#### [Your instructions]
Every record that follows must be returned word for word.
### Data section ###
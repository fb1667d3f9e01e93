use heatmap_core::ImdbScraper;

#[tokio::main]
async fn main() -> Result<(), Box<dyn std::error::Error>> {
    let url = std::env::args()
        .nth(1)
        .unwrap_or_else(|| "https://www.imdb.com/title/tt0903747/".to_string());

    println!("Scraping {}...\n", url);

    let scraper = ImdbScraper::new()?;
    let report = scraper.scrape(&url).await?;

    println!("Show: {}", report.show.title);
    println!("Seasons: {}", report.seasons.len());
    println!(
        "Episodes: {} ({} rated)",
        report.overall.episode_count, report.overall.rated_count
    );

    if let Some(average) = report.overall.average {
        println!("Overall average: {:.2}/10", average);
    }

    for (grid, stats) in report.seasons.iter().zip(&report.season_stats) {
        let average = stats
            .average
            .map(|a| format!("{:.2}", a))
            .unwrap_or_else(|| "-".to_string());
        println!("\nSeason {} (avg {}):", grid.season.number, average);

        for cell in &grid.episodes {
            let rating = cell
                .episode
                .rating
                .map(|r| format!("{:.1}", r))
                .unwrap_or_else(|| "-".to_string());
            println!("  {} {} [{}]", cell.episode.code(), cell.episode.title, rating);
        }
    }

    Ok(())
}
//! Rating aggregation
//!
//! Derives per-season and overall statistics from extracted episode
//! records. Unrated episodes never contribute to averages or best/worst
//! selection. Best/worst ties resolve to the lowest season number, then
//! the lowest episode number, so results are deterministic.

use std::collections::BTreeMap;

use crate::types::{Episode, EpisodeRef, OverallStats, SeasonStats};

/// Compute the rating average for one season.
///
/// The average is absent (not zero) when the season has no rated episodes.
pub fn compute_season_stats(season_number: u32, episodes: &[Episode]) -> SeasonStats {
    let ratings: Vec<f64> = episodes.iter().filter_map(|e| e.rating).collect();

    SeasonStats {
        season_number,
        average: mean(&ratings),
        rated_count: ratings.len(),
    }
}

/// Compute show-wide statistics over all episodes of all seasons.
///
/// The overall average is the mean over every rated episode, not a mean of
/// per-season averages, so seasons with more episodes weigh more. On an
/// all-unrated dataset every optional field is absent.
pub fn compute_overall_stats(episodes: &[Episode]) -> OverallStats {
    let mut best: Option<EpisodeRef> = None;
    let mut worst: Option<EpisodeRef> = None;
    let mut sum = 0.0;
    let mut rated_count = 0usize;
    let mut by_season: BTreeMap<u32, Vec<f64>> = BTreeMap::new();

    for episode in episodes {
        let Some(rating) = episode.rating else {
            continue;
        };

        sum += rating;
        rated_count += 1;
        by_season
            .entry(episode.season_number)
            .or_default()
            .push(rating);

        let candidate = EpisodeRef {
            season_number: episode.season_number,
            episode_number: episode.episode_number,
            title: episode.title.clone(),
            rating,
        };

        best = Some(match best.take() {
            Some(current) if !beats(&candidate, &current, Extreme::Best) => current,
            _ => candidate.clone(),
        });
        worst = Some(match worst.take() {
            Some(current) if !beats(&candidate, &current, Extreme::Worst) => current,
            _ => candidate,
        });
    }

    let average = if rated_count > 0 {
        Some(sum / rated_count as f64)
    } else {
        None
    };

    let (best_season, worst_season) = season_extremes(&by_season);

    OverallStats {
        best,
        worst,
        average,
        rated_count,
        episode_count: episodes.len(),
        best_season,
        worst_season,
    }
}

enum Extreme {
    Best,
    Worst,
}

/// Whether `candidate` replaces `current` under the deterministic tie-break
/// (lowest season number, then lowest episode number).
fn beats(candidate: &EpisodeRef, current: &EpisodeRef, extreme: Extreme) -> bool {
    let stronger = match extreme {
        Extreme::Best => candidate.rating > current.rating,
        Extreme::Worst => candidate.rating < current.rating,
    };

    stronger
        || (candidate.rating == current.rating
            && (candidate.season_number, candidate.episode_number)
                < (current.season_number, current.episode_number))
}

/// Seasons with the highest and lowest average rating. Iteration is in
/// ascending season order, so ties keep the lowest season number.
fn season_extremes(by_season: &BTreeMap<u32, Vec<f64>>) -> (Option<u32>, Option<u32>) {
    let mut best: Option<(u32, f64)> = None;
    let mut worst: Option<(u32, f64)> = None;

    for (&season, ratings) in by_season {
        let Some(average) = mean(ratings) else {
            continue;
        };

        if best.is_none_or(|(_, a)| average > a) {
            best = Some((season, average));
        }
        if worst.is_none_or(|(_, a)| average < a) {
            worst = Some((season, average));
        }
    }

    (best.map(|(s, _)| s), worst.map(|(s, _)| s))
}

fn mean(values: &[f64]) -> Option<f64> {
    if values.is_empty() {
        None
    } else {
        Some(values.iter().sum::<f64>() / values.len() as f64)
    }
}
###
#### [Solved problem]
repository fb1667d3f9e01e93
use heatmap_core::ImdbScraper;

#[tokio::main]
async fn main() -> Result<(), Box<dyn std::error::Error>> {
    let url = std::env::args()
        .nth(1)
        .unwrap_or_else(|| "https://www.imdb.com/title/tt0903747/".to_string());

    println!("Scraping {}...\n", url);

    let scraper = ImdbScraper::new()?;
    let report = scraper.scrape(&url).await?;

    println!("Show: {}", report.show.title);
    println!("Seasons: {}", report.seasons.len());
    println!(
        "Episodes: {} ({} rated)",
        report.overall.episode_count, report.overall.rated_count
    );

    if let Some(average) = report.overall.average {
        println!("Overall average: {:.2}/10", average);
    }

    for (grid, stats) in report.seasons.iter().zip(&report.season_stats) {
        let average = stats
            .average
            .map(|a| format!("{:.2}", a))
            .unwrap_or_else(|| "-".to_string());
        println!("\nSeason {} (avg {}):", grid.season.number, average);

        for cell in &grid.episodes {
            let rating = cell
                .episode
                .rating
                .map(|r| format!("{:.1}", r))
                .unwrap_or_else(|| "-".to_string());
            println!("  {} {} [{}]", cell.episode.code(), cell.episode.title, rating);
        }
    }

    Ok(())
}
//! Rating aggregation
//!
//! Derives per-season and overall statistics from extracted episode
//! records. Unrated episodes never contribute to averages or best/worst
//! selection. Best/worst ties resolve to the lowest season number, then
//! the lowest episode number, so results are deterministic.

use std::collections::BTreeMap;

use crate::types::{Episode, EpisodeRef, OverallStats, SeasonStats};

/// Compute the rating average for one season.
///
/// The average is absent (not zero) when the season has no rated episodes.
pub fn compute_season_stats(season_number: u32, episodes: &[Episode]) -> SeasonStats {
    let ratings: Vec<f64> = episodes.iter().filter_map(|e| e.rating).collect();

    SeasonStats {
        season_number,
        average: mean(&ratings),
        rated_count: ratings.len(),
    }
}

/// Compute show-wide statistics over all episodes of all seasons.
///
/// The overall average is the mean over every rated episode, not a mean of
/// per-season averages, so seasons with more episodes weigh more. On an
/// all-unrated dataset every optional field is absent.
pub fn compute_overall_stats(episodes: &[Episode]) -> OverallStats {
    let mut best: Option<EpisodeRef> = None;
    let mut worst: Option<EpisodeRef> = None;
    let mut sum = 0.0;
    let mut rated_count = 0usize;
    let mut by_season: BTreeMap<u32, Vec<f64>> = BTreeMap::new();

    for episode in episodes {
        let Some(rating) = episode.rating else {
            continue;
        };

        sum += rating;
        rated_count += 1;
        by_season
            .entry(episode.season_number)
            .or_default()
            .push(rating);

        let candidate = EpisodeRef {
            season_number: episode.season_number,
            episode_number: episode.episode_number,
            title: episode.title.clone(),
            rating,
        };

        best = Some(match best.take() {
            Some(current) if !beats(&candidate, &current, Extreme::Best) => current,
            _ => candidate.clone(),
        });
        worst = Some(match worst.take() {
            Some(current) if !beats(&candidate, &current, Extreme::Worst) => current,
            _ => candidate,
        });
    }

    let average = if rated_count > 0 {
        Some(sum / rated_count as f64)
    } else {
        None
    };

    let (best_season, worst_season) = season_extremes(&by_season);

    OverallStats {
        best,
        worst,
        average,
        rated_count,
        episode_count: episodes.len(),
        best_season,
        worst_season,
    }
}

enum Extreme {
    Best,
    Worst,
}

/// Whether `candidate` replaces `current` under the deterministic tie-break
/// (lowest season number, then lowest episode number).
fn beats(candidate: &EpisodeRef, current: &EpisodeRef, extreme: Extreme) -> bool {
    let stronger = match extreme {
        Extreme::Best => candidate.rating > current.rating,
        Extreme::Worst => candidate.rating < current.rating,
    };

    stronger
        || (candidate.rating == current.rating
            && (candidate.season_number, candidate.episode_number)
                < (current.season_number, current.episode_number))
}

/// Seasons with the highest and lowest average rating. Iteration is in
/// ascending season order, so ties keep the lowest season number.
fn season_extremes(by_season: &BTreeMap<u32, Vec<f64>>) -> (Option<u32>, Option<u32>) {
    let mut best: Option<(u32, f64)> = None;
    let mut worst: Option<(u32, f64)> = None;

    for (&season, ratings) in by_season {
        let Some(average) = mean(ratings) else {
            continue;
        };

        if best.is_none_or(|(_, a)| average > a) {
            best = Some((season, average));
        }
        if worst.is_none_or(|(_, a)| average < a) {
            worst = Some((season, average));
        }
    }

    (best.map(|(s, _)| s), worst.map(|(s, _)| s))
}

fn mean(values: &[f64]) -> Option<f64> {
    if values.is_empty() {
        None
    } else {
        Some(values.iter().sum::<f64>() / values.len() as f64)
    }
}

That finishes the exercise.